A deal to merge the two mid-sized rivals would have helped create a truck-market major with economies of scale and wider growth potential both within and outside Europe. A MAN-Scania combine could control roughly 28 per cent of the European heavy truck market compared to Volvo's share of just over 25 per cent and DaimlerChrysler's share of 20 per cent.

MAN, which is aiming at a 90-per cent stake in Scania, may have to increase its offer if it really wants to acquire a stake in Scania, analysts said. MAN's offer of €38.35 in cash and 0.151 new MAN shares for each Scania share values Scania at €48 (around 440 Swedish crowns) - 16 times its expected 2006 earnings, below the global average for commercial vehicle makers of 18 but at a premium to the larger rival Volvo AB. MAN said the premium for the offer is 39 per cent for Scania A shares and 36 per cent for the B shares based on the average price in the three months to September 11.

MAN chief executive Hakan Samuelsson, himself a former Scania executive, said, "We are confident that ... we will get broad support for our concept in the end." MAN said the combined group would deliver cost synergies of at least €500 million per year within three years, while expected integration costs would total €150 million. It expects the acquisition to push sales to €18.5 billion with operating profit of €1.4 billion in the first year itself.

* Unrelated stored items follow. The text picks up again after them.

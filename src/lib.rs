// Copyright © 2024 Nathaniel Hardesty
//
// Permission is hereby granted, free of charge, to any person obtaining a copy
// of this software and associated documentation files (the “Software”), to
// deal in the Software without restriction, including without limitation the
// rights to use, copy, modify, merge, publish, distribute, sublicense, and/or
// sell copies of the Software, and to permit persons to whom the Software is
// furnished to do so, subject to the following conditions:
//
// The above copyright notice and this permission notice shall be included in
// all copies or substantial portions of the Software.
//
// THE SOFTWARE IS PROVIDED “AS IS”, WITHOUT WARRANTY OF ANY KIND, EXPRESS OR
// IMPLIED, INCLUDING BUT NOT LIMITED TO THE WARRANTIES OF MERCHANTABILITY,
// FITNESS FOR A PARTICULAR PURPOSE AND NONINFRINGEMENT. IN NO EVENT SHALL THE
// AUTHORS OR COPYRIGHT HOLDERS BE LIABLE FOR ANY CLAIM, DAMAGES OR OTHER
// LIABILITY, WHETHER IN AN ACTION OF CONTRACT, TORT OR OTHERWISE, ARISING
// FROM, OUT OF OR IN CONNECTION WITH THE SOFTWARE OR THE USE OR OTHER DEALINGS
// IN THE SOFTWARE.

//! # SEMI EQUIPMENT COMMUNICATIONS STANDARD 2 (SECS-II) MESSAGE CONTENT
//! **Based on:**
//! - **[SEMI E5]-0712**
//!
//! This third-party codebase will be updated to reflect more up-to-date SEMI
//! standards if/when they can be acquired for this purpose.
//!
//! ---------------------------------------------------------------------------
//!
//! [SECS-II] is a Presentation Protocol designed to facilitate a common
//! communications language between semiconductor equipment and host
//! controllers. This crate implements only the message-content layer: the
//! [Item] tree, the binary codec that is symmetric between [encode] and
//! [decode], and the [SML] pretty-printer.
//!
//! It does not open sockets or frame messages for a transport (SECS-I,
//! HSMS), and it does not validate stream/function semantics or specific
//! item dictionaries. Those are schema concerns layered on top of a
//! decoded [Item] tree, not wire-format concerns.
//!
//! [SECS-II]: crate
//! [SML]:     crate::render_sml
//!
//! ---------------------------------------------------------------------------
//!
//! ## REFERENCED STANDARDS
//!
//! - SEMI E5  - SEMI Equipment Communications Standard 2 (SECS-II) Message Content
//! - IEEE 754 - Standards for Binary Floating Point Arithmetic
//! - ANSI X3.4-1977 - Code for Information Interchange (ASCII)
//!
//! [SEMI E5]: https://store-us.semi.org/products/e00500-semi-e5-specification-for-semi-equipment-communications-standard-2-message-content-secs-ii

mod codec;
mod error;
pub mod format;
mod header;
mod item;
mod sml;

pub use codec::{decode, encode, encode_into};
pub use error::{Error, ErrorKind};
pub use format::Format;
pub use item::Item;
pub use sml::{render_sml, render_sml_with_indent};

/// ## MAXIMUM LENGTH
/// **Based on SEMI E5§9.3**
///
/// The largest length a header's length bytes can carry: `2^24 - 1`, since
/// at most 3 length bytes follow the format byte. Applies to a leaf's
/// payload byte count and to a list's direct child count alike.
pub const MAX_LENGTH: u32 = 0xFF_FFFF;

/// ## MAXIMUM NESTING DEPTH
///
/// The default cap on recursive `List` nesting for both [`encode`] and
/// [`decode`]. Not part of SEMI E5; the standard places no limit on nesting
/// depth, so this crate imposes one to keep adversarial input from
/// exhausting the call stack.
pub const MAX_DEPTH: usize = 64;

#[cfg(test)]
mod tests {
  use super::*;

  #[test]
  fn empty_binary_round_trips() {
    let value = Item::Bin(vec![]);
    let bytes = encode(&value).unwrap();
    assert_eq!(bytes, vec![0x21, 0x00]);
    let (decoded, consumed) = decode(&bytes).unwrap();
    assert_eq!(decoded, value);
    assert_eq!(consumed, 2);
  }

  #[test]
  fn boolean_encode_and_tolerant_decode() {
    let value = Item::Bool(vec![true, false]);
    let bytes = encode(&value).unwrap();
    assert_eq!(bytes, vec![0x25, 0x02, 0x01, 0x00]);

    let (decoded, _) = decode(&[0x25, 0x03, 0x01, 0xFF, 0x00]).unwrap();
    assert_eq!(decoded, Item::Bool(vec![true, true, false]));
  }

  #[test]
  fn u1_of_256_uses_two_length_bytes() {
    let value = Item::U1(vec![0xFF; 256]);
    let bytes = encode(&value).unwrap();
    assert_eq!(&bytes[0..2], &[0xA6, 0x01, 0x00][0..2]);
    assert_eq!(bytes[2], 0x00);
    assert_eq!(bytes[3], 0xFF);
    assert_eq!(bytes.len(), 3 + 256);
    let (decoded, consumed) = decode(&bytes).unwrap();
    assert_eq!(decoded, value);
    assert_eq!(consumed, bytes.len());
  }

  #[test]
  fn u2_truncated_buffer_is_incomplete() {
    let value = Item::U2(vec![1, 2, 3, 4]);
    let bytes = encode(&value).unwrap();
    assert_eq!(
      bytes,
      vec![0xA9, 0x08, 0x00, 0x01, 0x00, 0x02, 0x00, 0x03, 0x00, 0x04]
    );
    let truncated = &bytes[..9];
    let err = decode(truncated).unwrap_err();
    assert_eq!(err.kind(), ErrorKind::Incomplete);
  }

  #[test]
  fn unknown_type_is_rejected() {
    let err = decode(&[0xFD, 0x01, 0xFF]).unwrap_err();
    assert_eq!(err.kind(), ErrorKind::UnknownType);
  }

  #[test]
  fn boundary_length_encodes_use_minimal_n() {
    for (len, expected_n) in [(0xFFu32, 1u8), (0x100, 2), (0x10000, 3)] {
      let value = Item::Bin(vec![0u8; len as usize]);
      let bytes = encode(&value).unwrap();
      assert_eq!(bytes[0] & 0b11, expected_n, "len={len}");
    }
  }

  #[test]
  fn empty_list_round_trips() {
    let value = Item::List(vec![]);
    let bytes = encode(&value).unwrap();
    assert_eq!(bytes, vec![0b0000_0001, 0x00]);
    let (decoded, consumed) = decode(&bytes).unwrap();
    assert_eq!(decoded, value);
    assert_eq!(consumed, 2);
  }

  #[test]
  fn length_overflow_rejected_for_leaf() {
    let huge_leaf = Item::Bin(vec![0u8; MAX_LENGTH as usize + 1]);
    assert_eq!(encode(&huge_leaf).unwrap_err().kind(), ErrorKind::LengthOverflow);
  }
}
// Copyright © 2024 Nathaniel Hardesty
//
// Permission is hereby granted, free of charge, to any person obtaining a copy
// of this software and associated documentation files (the “Software”), to
// deal in the Software without restriction, including without limitation the
// rights to use, copy, modify, merge, publish, distribute, sublicense, and/or
// sell copies of the Software, and to permit persons to whom the Software is
// furnished to do so, subject to the following conditions:
//
// The above copyright notice and this permission notice shall be included in
// all copies or substantial portions of the Software.
//
// THE SOFTWARE IS PROVIDED “AS IS”, WITHOUT WARRANTY OF ANY KIND, EXPRESS OR
// IMPLIED, INCLUDING BUT NOT LIMITED TO THE WARRANTIES OF MERCHANTABILITY,
// FITNESS FOR A PARTICULAR PURPOSE AND NONINFRINGEMENT. IN NO EVENT SHALL THE
// AUTHORS OR COPYRIGHT HOLDERS BE LIABLE FOR ANY CLAIM, DAMAGES OR OTHER
// LIABILITY, WHETHER IN AN ACTION OF CONTRACT, TORT OR OTHERWISE, ARISING
// FROM, OUT OF OR IN CONNECTION WITH THE SOFTWARE OR THE USE OR OTHER DEALINGS
// IN THE SOFTWARE.

//! ## MESSAGE CODEC
//!
//! The recursive driver that composes the header codec (`crate::header`)
//! with either a leaf body (`crate::item::decode_body`/`Item::encode_body`)
//! or a sequence of child messages. This is the only place in the crate
//! where `List` recursion happens; the [Item Body Codec] handles only the
//! 13 leaf types.
//!
//! [Item Body Codec]: crate::item

use crate::error::Error;
use crate::format::Format;
use crate::header;
use crate::item::{self, Item};
use crate::{MAX_DEPTH, MAX_LENGTH};

/// Encodes `item` to its wire bytes. Fails only if some node's declared
/// length would exceed [`MAX_LENGTH`] or the tree nests deeper than
/// [`MAX_DEPTH`]; on failure, no partial output escapes this call. Encode is
/// all-or-nothing.
pub fn encode(item: &Item) -> Result<Vec<u8>, Error> {
  let mut out = Vec::new();
  encode_node(item, &mut out, 0)?;
  Ok(out)
}

/// Appends `item`'s wire bytes to `out`, returning the number of bytes
/// appended. On failure, `out` is truncated back to its length at entry.
/// Callers that build up a buffer across multiple `encode_into` calls can
/// rely on each call being all-or-nothing.
pub fn encode_into(item: &Item, out: &mut Vec<u8>) -> Result<usize, Error> {
  let start = out.len();
  encode_node(item, out, 0)?;
  Ok(out.len() - start)
}

fn encode_node(item: &Item, out: &mut Vec<u8>, depth: usize) -> Result<(), Error> {
  let start = out.len();
  if let Err(e) = encode_node_uninstrumented(item, out, depth) {
    out.truncate(start);
    return Err(e);
  }
  Ok(())
}

fn encode_node_uninstrumented(item: &Item, out: &mut Vec<u8>, depth: usize) -> Result<(), Error> {
  if depth > MAX_DEPTH {
    return Err(Error::too_deep(format!(
      "nesting exceeds the maximum depth of {MAX_DEPTH}"
    )));
  }
  let wire_len = item.wire_len();
  if wire_len > MAX_LENGTH as usize {
    return Err(Error::length_overflow(format!(
      "{} has length {wire_len}, exceeding MAX_LENGTH ({MAX_LENGTH})",
      match item {
        Item::List(_) => "list child count",
        _ => "leaf payload size",
      }
    )));
  }
  header::encode_header(item.kind(), wire_len as u32, out)?;
  match item {
    Item::List(children) => {
      for child in children {
        encode_node(child, out, depth + 1)?;
      }
    }
    leaf => leaf.encode_body(out),
  }
  Ok(())
}

/// Decodes one message from the front of `buf`, returning `(item, consumed)`.
/// A trailing suffix beyond the decoded message is left alone. `consumed`
/// tells the caller where it starts.
pub fn decode(buf: &[u8]) -> Result<(Item, usize), Error> {
  decode_node(buf, 0)
}

fn decode_node(buf: &[u8], depth: usize) -> Result<(Item, usize), Error> {
  if depth > MAX_DEPTH {
    return Err(Error::too_deep(format!(
      "nesting exceeds the maximum depth of {MAX_DEPTH}"
    )));
  }
  let (format, len, header_len) = header::decode_header(buf)?;
  let rest = &buf[header_len..];

  if format == Format::List {
    // Cautious allocation: an attacker can declare up to MAX_LENGTH
    // children without supplying any bytes for them. Each child needs
    // at least 2 bytes on the wire, so the remaining buffer bounds a
    // sane upper bound on how many children we ever pre-reserve for.
    let capacity = (len as usize).min(rest.len());
    let mut children = Vec::with_capacity(capacity);
    let mut consumed = header_len;
    for _ in 0..len {
      let (child, child_consumed) = decode_node(&buf[consumed..], depth + 1)?;
      children.push(child);
      consumed += child_consumed;
    }
    Ok((Item::List(children), consumed))
  } else {
    let value = item::decode_body(format, len, rest)?;
    Ok((value, header_len + len as usize))
  }
}

#[cfg(test)]
mod tests {
  use super::*;
  use crate::ErrorKind;

  #[test]
  fn round_trips_nested_tree_with_trailing_suffix() {
    // List = [ U1{1,2}, List{U1{1,2}}, ASCII"msg", U1{} ]
    let value = Item::List(vec![
      Item::U1(vec![1, 2]),
      Item::List(vec![Item::U1(vec![1, 2])]),
      Item::Ascii(b"msg".to_vec()),
      Item::U1(vec![]),
    ]);
    let mut bytes = encode(&value).unwrap();
    assert_eq!(bytes.len(), 19);
    bytes.extend_from_slice(&[0xAA, 0xBB, 0xCC]);

    let (decoded, consumed) = decode(&bytes).unwrap();
    assert_eq!(decoded, value);
    assert_eq!(consumed, 19);
  }

  #[test]
  fn encode_rolls_back_on_overflow_inside_a_list() {
    let mut out = vec![0xDE, 0xAD];
    let huge = Item::Bin(vec![0u8; (MAX_LENGTH as usize) + 1]);
    let value = Item::List(vec![Item::u1(1), huge]);
    let err = encode_into(&value, &mut out).unwrap_err();
    assert_eq!(err.kind(), ErrorKind::LengthOverflow);
    assert_eq!(out, vec![0xDE, 0xAD]);
  }

  #[test]
  fn decode_fails_incomplete_when_list_runs_out_of_children() {
    // List header declares 2 children, buffer only supplies one.
    let mut buf = vec![crate::format::LIST | 1, 0x02];
    buf.extend(encode(&Item::u1(7)).unwrap());
    let err = decode(&buf).unwrap_err();
    assert_eq!(err.kind(), ErrorKind::Incomplete);
  }

  #[test]
  fn excessive_nesting_is_rejected_on_decode() {
    // Build a buffer nesting single-child lists MAX_DEPTH + 2 deep.
    let mut value = Item::List(vec![]);
    for _ in 0..(MAX_DEPTH + 2) {
      value = Item::List(vec![value]);
    }
    // Build bytes by hand since `encode` would itself refuse this depth.
    fn encode_unchecked(item: &Item, out: &mut Vec<u8>) {
      match item {
        Item::List(children) => {
          out.push(crate::format::LIST | 1);
          out.push(children.len() as u8);
          for c in children {
            encode_unchecked(c, out);
          }
        }
        _ => unreachable!(),
      }
    }
    let mut buf = vec![];
    encode_unchecked(&value, &mut buf);
    let err = decode(&buf).unwrap_err();
    assert_eq!(err.kind(), ErrorKind::TooDeep);
  }

  #[test]
  fn excessive_nesting_is_rejected_on_encode() {
    let mut value = Item::List(vec![]);
    for _ in 0..(MAX_DEPTH + 2) {
      value = Item::List(vec![value]);
    }
    let err = encode(&value).unwrap_err();
    assert_eq!(err.kind(), ErrorKind::TooDeep);
  }
}
//! Session actor: owns a `Session` and processes commands sequentially.
//!
//! Each admin session runs as an independent tokio task. Callers talk to it
//! through `SessionActorHandle`, which sends `SessionCommand` messages over an
//! mpsc channel. Lock-free reads go through `ArcSwap`. Background approval
//! tasks live in the session's `JoinSet` and are reaped by the same loop.

use std::sync::Arc;

use arc_swap::ArcSwap;
use joinwarden_protocol::UserId;
use tokio::sync::{mpsc, oneshot};
use tracing::{debug, error, info, warn};

use crate::login::LoginFlow;
use crate::session::{Session, SessionSnapshot};
use crate::session_command::SessionCommand;

/// Handle to a running session actor (cheap to Clone).
#[derive(Clone)]
pub struct SessionActorHandle {
    pub admin: UserId,
    command_tx: mpsc::Sender<SessionCommand>,
    snapshot: Arc<ArcSwap<SessionSnapshot>>,
}

impl SessionActorHandle {
    /// Spawn an actor for a fresh session.
    pub fn spawn(session: Session, flow: Arc<LoginFlow>) -> SessionActorHandle {
        let (command_tx, command_rx) = mpsc::channel(256);
        let admin = session.admin();
        let snapshot = session.snapshot_arc();

        tokio::spawn(actor_loop(session, flow, command_rx));

        SessionActorHandle {
            admin,
            command_tx,
            snapshot,
        }
    }

    /// Send a command to the actor (fire-and-forget).
    pub async fn send(&self, cmd: SessionCommand) {
        let name = cmd.name();
        if self.command_tx.send(cmd).await.is_err() {
            warn!(
                component = "session_actor",
                admin_id = %self.admin,
                command = name,
                "Actor channel closed, command dropped"
            );
        }
    }

    /// Queue an admin message without waiting for it to be handled.
    pub async fn handle_text(&self, text: String) {
        self.send(SessionCommand::HandleText { text, done: None })
            .await;
    }

    /// Queue an admin message and wait until the actor has handled it.
    pub async fn handle_text_and_wait(&self, text: String) {
        let (tx, rx) = oneshot::channel();
        self.send(SessionCommand::HandleText {
            text,
            done: Some(tx),
        })
        .await;
        let _ = rx.await;
    }

    pub async fn is_approving(&self) -> bool {
        let (reply, rx) = oneshot::channel();
        self.send(SessionCommand::IsApproving { reply }).await;
        rx.await.unwrap_or(false)
    }

    /// Stop the actor, releasing its platform connection. Returns once the
    /// actor has finished, or immediately if it already had.
    pub async fn shutdown(&self) {
        let (reply, rx) = oneshot::channel();
        self.send(SessionCommand::Shutdown { reply }).await;
        let _ = rx.await;
    }

    /// Lock-free snapshot read.
    pub fn snapshot(&self) -> Arc<SessionSnapshot> {
        self.snapshot.load_full()
    }
}

async fn actor_loop(
    mut session: Session,
    flow: Arc<LoginFlow>,
    mut command_rx: mpsc::Receiver<SessionCommand>,
) {
    let admin = session.admin();
    debug!(
        component = "session_actor",
        event = "session_actor.started",
        admin_id = %admin,
        "Session actor started"
    );

    loop {
        tokio::select! {
            cmd = command_rx.recv() => {
                let Some(cmd) = cmd else {
                    session.close().await;
                    break;
                };
                match cmd {
                    SessionCommand::HandleText { text, done } => {
                        flow.handle_text(&mut session, &text).await;
                        if let Some(done) = done {
                            let _ = done.send(());
                        }
                    }
                    SessionCommand::IsApproving { reply } => {
                        let _ = reply.send(session.approval_guard().in_progress());
                    }
                    SessionCommand::Shutdown { reply } => {
                        session.close().await;
                        let _ = reply.send(());
                        break;
                    }
                }
            }
            Some(joined) = session.tasks_mut().join_next(), if session.has_tasks() => {
                if let Err(e) = joined {
                    if e.is_panic() {
                        error!(
                            component = "session_actor",
                            event = "session_actor.task_panicked",
                            admin_id = %admin,
                            error = %e,
                            "Background task panicked"
                        );
                    }
                }
            }
        }
    }

    info!(
        component = "session_actor",
        event = "session_actor.stopped",
        admin_id = %admin,
        "Session actor stopped"
    );
}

Scania, the world's largest manufacturer of multi-axle trucks, is eyeing acquisitions and tie-ups in Asia and has recently entered into a deal with India's Larsen & Toubro for distribution of its multi-axle trucks.

Volvo is also on the lookout for deals in Asia, Eastern Europe and China. Toyota group company Hino, Volvo and Scania together have about 82-per cent market share in this segment. Munich-based MAN AG (formerly called Maschinenfabrik Augsburg-Nürnberg AG) is mostly known as a manufacturer of buses and trucks though the group is primarily involved in engineering activities. MAN specialises in commercial vehicles, diesel engines, turbomachines and industrial services.